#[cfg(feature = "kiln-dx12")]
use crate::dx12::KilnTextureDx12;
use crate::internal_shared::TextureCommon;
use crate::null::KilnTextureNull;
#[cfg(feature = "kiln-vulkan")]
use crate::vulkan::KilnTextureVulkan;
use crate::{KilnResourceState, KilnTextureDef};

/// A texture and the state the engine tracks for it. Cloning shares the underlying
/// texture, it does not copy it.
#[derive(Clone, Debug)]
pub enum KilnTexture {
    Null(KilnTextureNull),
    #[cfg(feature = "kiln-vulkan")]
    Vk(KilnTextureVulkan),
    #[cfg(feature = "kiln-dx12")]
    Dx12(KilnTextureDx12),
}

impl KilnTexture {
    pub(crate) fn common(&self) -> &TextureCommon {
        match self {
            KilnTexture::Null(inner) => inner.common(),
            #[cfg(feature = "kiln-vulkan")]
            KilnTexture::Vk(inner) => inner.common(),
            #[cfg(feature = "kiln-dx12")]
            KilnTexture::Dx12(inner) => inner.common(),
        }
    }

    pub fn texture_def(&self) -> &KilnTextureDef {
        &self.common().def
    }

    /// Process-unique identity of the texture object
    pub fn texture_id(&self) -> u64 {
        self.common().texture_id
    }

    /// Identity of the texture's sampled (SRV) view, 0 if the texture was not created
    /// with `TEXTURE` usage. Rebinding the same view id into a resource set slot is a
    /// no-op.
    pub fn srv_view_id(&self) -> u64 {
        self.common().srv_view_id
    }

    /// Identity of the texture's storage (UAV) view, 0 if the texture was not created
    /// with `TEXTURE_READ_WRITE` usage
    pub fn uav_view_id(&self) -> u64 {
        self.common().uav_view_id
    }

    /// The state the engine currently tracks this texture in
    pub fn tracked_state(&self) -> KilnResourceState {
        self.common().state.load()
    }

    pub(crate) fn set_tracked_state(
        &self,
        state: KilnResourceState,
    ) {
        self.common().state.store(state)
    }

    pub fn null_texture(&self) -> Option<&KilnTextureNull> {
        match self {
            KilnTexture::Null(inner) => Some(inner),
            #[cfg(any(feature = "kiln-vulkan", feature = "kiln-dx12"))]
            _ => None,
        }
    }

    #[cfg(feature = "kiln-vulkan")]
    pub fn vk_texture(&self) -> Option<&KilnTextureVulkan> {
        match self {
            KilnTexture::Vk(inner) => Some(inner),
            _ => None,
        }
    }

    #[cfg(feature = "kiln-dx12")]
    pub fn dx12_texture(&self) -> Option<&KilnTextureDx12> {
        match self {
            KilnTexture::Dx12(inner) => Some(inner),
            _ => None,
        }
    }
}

WORK REQUEST:
Going through the entries, return every line holding the word "with".

SOLVED EXERCISE:
    /// with `TEXTURE` usage. Rebinding the same view id into a resource set slot is a
    /// with `TEXTURE_READ_WRITE` usage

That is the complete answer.